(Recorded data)
=== Begin Enclosure ===

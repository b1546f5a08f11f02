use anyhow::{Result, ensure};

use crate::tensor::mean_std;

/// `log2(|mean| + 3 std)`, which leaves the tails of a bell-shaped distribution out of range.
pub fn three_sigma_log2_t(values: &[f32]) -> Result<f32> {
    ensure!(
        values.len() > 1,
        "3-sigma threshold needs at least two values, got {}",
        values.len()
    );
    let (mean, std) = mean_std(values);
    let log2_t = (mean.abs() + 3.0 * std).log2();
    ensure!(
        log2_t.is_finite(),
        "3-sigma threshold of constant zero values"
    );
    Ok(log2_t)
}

=== End Enclosure ===
=== Begin Enclosure ===

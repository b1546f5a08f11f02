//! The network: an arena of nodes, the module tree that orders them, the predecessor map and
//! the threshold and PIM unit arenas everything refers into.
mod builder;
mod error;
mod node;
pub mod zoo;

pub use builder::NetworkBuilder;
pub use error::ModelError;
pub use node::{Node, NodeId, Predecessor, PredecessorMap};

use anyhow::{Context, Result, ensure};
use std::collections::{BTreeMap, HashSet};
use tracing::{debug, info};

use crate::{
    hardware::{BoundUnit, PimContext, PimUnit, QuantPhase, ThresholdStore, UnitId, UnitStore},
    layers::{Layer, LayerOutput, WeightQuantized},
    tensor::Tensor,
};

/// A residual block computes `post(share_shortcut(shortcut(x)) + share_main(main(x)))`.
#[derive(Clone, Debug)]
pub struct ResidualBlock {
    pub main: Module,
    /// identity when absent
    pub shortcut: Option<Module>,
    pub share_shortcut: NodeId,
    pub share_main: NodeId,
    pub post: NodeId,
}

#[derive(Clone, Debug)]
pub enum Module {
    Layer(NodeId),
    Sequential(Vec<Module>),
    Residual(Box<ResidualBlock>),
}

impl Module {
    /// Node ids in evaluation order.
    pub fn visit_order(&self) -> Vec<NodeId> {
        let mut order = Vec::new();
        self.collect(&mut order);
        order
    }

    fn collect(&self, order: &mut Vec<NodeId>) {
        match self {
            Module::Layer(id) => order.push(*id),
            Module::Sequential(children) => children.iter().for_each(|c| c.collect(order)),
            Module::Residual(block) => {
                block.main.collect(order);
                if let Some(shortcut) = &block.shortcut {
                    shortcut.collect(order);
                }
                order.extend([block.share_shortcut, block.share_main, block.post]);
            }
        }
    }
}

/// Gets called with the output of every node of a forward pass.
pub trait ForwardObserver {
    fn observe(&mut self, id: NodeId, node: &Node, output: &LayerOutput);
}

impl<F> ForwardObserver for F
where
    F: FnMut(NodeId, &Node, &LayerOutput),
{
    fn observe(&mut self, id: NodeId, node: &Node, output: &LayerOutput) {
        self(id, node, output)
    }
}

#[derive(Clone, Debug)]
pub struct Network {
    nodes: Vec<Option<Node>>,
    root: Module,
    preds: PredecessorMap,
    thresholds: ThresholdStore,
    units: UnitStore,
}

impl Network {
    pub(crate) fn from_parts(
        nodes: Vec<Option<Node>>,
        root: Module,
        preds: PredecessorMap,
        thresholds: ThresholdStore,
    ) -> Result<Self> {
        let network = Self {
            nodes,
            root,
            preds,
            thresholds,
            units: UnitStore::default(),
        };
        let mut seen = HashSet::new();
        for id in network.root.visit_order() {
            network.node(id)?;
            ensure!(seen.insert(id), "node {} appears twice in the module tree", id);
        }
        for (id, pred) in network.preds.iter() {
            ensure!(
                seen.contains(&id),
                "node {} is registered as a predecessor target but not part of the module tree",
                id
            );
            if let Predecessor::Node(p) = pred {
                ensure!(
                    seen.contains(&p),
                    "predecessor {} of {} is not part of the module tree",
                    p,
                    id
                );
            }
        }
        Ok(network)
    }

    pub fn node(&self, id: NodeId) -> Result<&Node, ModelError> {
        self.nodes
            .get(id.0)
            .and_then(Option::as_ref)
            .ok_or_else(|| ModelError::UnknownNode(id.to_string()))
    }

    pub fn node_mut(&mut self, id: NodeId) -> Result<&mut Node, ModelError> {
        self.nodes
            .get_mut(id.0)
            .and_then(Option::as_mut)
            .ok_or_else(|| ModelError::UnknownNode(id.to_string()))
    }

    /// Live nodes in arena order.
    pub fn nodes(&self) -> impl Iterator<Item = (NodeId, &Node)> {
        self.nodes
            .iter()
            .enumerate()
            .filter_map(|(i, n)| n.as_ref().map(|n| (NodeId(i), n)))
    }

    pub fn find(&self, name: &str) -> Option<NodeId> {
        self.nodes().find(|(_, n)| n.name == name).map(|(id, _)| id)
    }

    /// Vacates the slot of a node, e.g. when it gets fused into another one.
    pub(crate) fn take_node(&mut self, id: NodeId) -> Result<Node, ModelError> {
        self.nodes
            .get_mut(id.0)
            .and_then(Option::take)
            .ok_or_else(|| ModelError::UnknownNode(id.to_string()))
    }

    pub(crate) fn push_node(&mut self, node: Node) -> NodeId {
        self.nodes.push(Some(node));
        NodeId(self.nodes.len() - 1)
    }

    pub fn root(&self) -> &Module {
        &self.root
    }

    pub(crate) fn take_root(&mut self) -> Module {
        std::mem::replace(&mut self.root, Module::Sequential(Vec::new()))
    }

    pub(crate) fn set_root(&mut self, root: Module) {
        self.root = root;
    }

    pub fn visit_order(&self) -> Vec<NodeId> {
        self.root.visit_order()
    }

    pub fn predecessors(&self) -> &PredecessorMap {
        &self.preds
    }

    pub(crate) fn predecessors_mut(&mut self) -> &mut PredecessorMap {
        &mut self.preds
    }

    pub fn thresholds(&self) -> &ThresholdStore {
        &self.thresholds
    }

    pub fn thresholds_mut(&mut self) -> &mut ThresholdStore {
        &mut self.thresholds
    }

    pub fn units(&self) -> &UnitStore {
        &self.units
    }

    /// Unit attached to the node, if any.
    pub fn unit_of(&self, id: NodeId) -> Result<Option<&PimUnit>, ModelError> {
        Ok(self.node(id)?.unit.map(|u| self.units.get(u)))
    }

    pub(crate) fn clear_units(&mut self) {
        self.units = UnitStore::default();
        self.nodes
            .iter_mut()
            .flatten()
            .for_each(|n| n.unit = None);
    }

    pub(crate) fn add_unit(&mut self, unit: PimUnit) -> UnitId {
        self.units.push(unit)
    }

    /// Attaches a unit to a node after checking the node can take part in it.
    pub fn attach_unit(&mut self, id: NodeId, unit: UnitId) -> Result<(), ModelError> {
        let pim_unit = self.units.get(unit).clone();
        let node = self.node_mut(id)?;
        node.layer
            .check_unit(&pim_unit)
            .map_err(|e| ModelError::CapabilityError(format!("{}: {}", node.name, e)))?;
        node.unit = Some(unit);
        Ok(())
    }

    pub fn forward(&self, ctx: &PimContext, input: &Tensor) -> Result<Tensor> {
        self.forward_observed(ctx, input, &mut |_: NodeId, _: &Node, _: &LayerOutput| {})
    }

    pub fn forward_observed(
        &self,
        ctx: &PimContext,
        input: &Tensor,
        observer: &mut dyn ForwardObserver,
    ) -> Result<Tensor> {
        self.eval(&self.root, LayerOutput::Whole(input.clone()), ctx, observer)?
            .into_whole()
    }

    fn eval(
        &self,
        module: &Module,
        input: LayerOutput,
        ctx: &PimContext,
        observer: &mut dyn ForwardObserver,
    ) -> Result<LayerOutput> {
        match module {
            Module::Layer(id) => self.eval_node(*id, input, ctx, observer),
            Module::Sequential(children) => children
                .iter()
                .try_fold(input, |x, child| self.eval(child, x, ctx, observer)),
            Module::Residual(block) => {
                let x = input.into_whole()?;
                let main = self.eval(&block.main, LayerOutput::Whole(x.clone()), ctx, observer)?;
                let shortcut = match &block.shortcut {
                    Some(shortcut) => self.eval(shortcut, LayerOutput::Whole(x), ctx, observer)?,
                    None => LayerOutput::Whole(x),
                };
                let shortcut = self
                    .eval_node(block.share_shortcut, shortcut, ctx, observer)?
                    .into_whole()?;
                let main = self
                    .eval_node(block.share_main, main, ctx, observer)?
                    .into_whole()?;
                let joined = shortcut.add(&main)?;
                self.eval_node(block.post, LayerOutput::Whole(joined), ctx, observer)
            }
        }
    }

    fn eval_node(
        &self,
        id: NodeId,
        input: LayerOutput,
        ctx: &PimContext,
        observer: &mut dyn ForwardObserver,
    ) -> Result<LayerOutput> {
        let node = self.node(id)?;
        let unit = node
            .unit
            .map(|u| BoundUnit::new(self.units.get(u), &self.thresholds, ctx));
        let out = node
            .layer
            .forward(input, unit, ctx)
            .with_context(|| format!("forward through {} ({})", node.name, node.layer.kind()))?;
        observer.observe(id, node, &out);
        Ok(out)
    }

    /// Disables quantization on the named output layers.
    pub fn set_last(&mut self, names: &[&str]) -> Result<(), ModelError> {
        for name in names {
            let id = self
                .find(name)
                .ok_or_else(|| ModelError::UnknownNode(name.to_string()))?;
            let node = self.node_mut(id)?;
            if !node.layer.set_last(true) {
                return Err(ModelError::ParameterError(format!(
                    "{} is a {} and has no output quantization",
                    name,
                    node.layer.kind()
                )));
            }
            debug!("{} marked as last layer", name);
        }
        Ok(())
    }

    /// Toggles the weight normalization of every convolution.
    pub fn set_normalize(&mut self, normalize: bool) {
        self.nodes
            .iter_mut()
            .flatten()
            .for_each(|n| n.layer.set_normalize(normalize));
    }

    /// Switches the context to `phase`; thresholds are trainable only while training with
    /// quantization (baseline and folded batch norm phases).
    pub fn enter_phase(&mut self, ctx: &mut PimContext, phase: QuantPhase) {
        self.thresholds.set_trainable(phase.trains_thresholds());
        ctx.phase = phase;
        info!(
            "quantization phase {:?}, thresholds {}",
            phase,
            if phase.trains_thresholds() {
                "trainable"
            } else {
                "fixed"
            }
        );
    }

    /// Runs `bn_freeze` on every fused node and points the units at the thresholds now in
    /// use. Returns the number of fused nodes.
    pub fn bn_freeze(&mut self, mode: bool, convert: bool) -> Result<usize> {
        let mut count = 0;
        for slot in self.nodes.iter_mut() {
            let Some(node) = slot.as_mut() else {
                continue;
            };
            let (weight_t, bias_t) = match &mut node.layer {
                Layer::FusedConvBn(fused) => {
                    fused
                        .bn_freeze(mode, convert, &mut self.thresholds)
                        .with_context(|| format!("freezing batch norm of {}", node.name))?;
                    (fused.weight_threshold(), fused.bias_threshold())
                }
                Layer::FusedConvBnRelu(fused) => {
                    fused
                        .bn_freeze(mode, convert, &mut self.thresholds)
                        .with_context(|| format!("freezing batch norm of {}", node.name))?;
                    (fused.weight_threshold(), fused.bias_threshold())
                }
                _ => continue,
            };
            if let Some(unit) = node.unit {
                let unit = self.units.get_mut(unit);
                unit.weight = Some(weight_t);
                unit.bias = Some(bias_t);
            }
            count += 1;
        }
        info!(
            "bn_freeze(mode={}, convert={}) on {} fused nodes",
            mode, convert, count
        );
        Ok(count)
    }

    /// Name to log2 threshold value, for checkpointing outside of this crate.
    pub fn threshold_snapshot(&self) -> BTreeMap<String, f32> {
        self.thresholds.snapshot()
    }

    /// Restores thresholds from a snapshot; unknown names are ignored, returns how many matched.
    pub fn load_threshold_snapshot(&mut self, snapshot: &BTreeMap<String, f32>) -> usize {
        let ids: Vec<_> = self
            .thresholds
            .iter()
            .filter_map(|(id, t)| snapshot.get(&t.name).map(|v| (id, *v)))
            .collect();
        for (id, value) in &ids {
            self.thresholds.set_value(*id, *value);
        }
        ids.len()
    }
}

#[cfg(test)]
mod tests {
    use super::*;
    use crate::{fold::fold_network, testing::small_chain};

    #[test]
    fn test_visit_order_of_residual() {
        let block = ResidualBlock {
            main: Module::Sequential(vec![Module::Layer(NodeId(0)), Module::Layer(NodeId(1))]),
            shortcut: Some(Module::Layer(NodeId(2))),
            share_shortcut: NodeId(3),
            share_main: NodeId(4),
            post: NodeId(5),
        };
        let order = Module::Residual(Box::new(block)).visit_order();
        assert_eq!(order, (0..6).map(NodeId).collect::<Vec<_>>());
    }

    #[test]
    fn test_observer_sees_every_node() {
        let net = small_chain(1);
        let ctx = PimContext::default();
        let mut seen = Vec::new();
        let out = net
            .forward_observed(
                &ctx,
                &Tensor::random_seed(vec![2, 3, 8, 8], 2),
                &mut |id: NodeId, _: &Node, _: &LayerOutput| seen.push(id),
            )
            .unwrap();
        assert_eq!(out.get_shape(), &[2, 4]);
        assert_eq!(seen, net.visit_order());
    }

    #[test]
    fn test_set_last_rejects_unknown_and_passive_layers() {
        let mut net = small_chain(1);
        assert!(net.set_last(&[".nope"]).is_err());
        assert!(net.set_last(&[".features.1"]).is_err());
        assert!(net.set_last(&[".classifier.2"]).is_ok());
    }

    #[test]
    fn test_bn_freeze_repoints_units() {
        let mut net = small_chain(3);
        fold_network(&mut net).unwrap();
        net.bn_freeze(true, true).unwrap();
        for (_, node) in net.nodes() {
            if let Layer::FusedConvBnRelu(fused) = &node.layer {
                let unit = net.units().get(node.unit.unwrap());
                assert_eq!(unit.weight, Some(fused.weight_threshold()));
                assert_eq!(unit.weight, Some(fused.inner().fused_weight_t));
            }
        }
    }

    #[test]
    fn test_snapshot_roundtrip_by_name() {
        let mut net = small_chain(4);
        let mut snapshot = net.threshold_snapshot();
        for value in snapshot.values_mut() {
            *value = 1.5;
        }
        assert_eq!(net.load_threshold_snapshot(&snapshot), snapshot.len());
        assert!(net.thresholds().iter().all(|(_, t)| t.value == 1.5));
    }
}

=== End Enclosure ===

### Task details
Please return all lines above in which the string "PredecessorMap" is found.

### Answer for this exercise
pub use node::{Node, NodeId, Predecessor, PredecessorMap};
    preds: PredecessorMap,
        preds: PredecessorMap,
    pub fn predecessors(&self) -> &PredecessorMap {
    pub(crate) fn predecessors_mut(&mut self) -> &mut PredecessorMap {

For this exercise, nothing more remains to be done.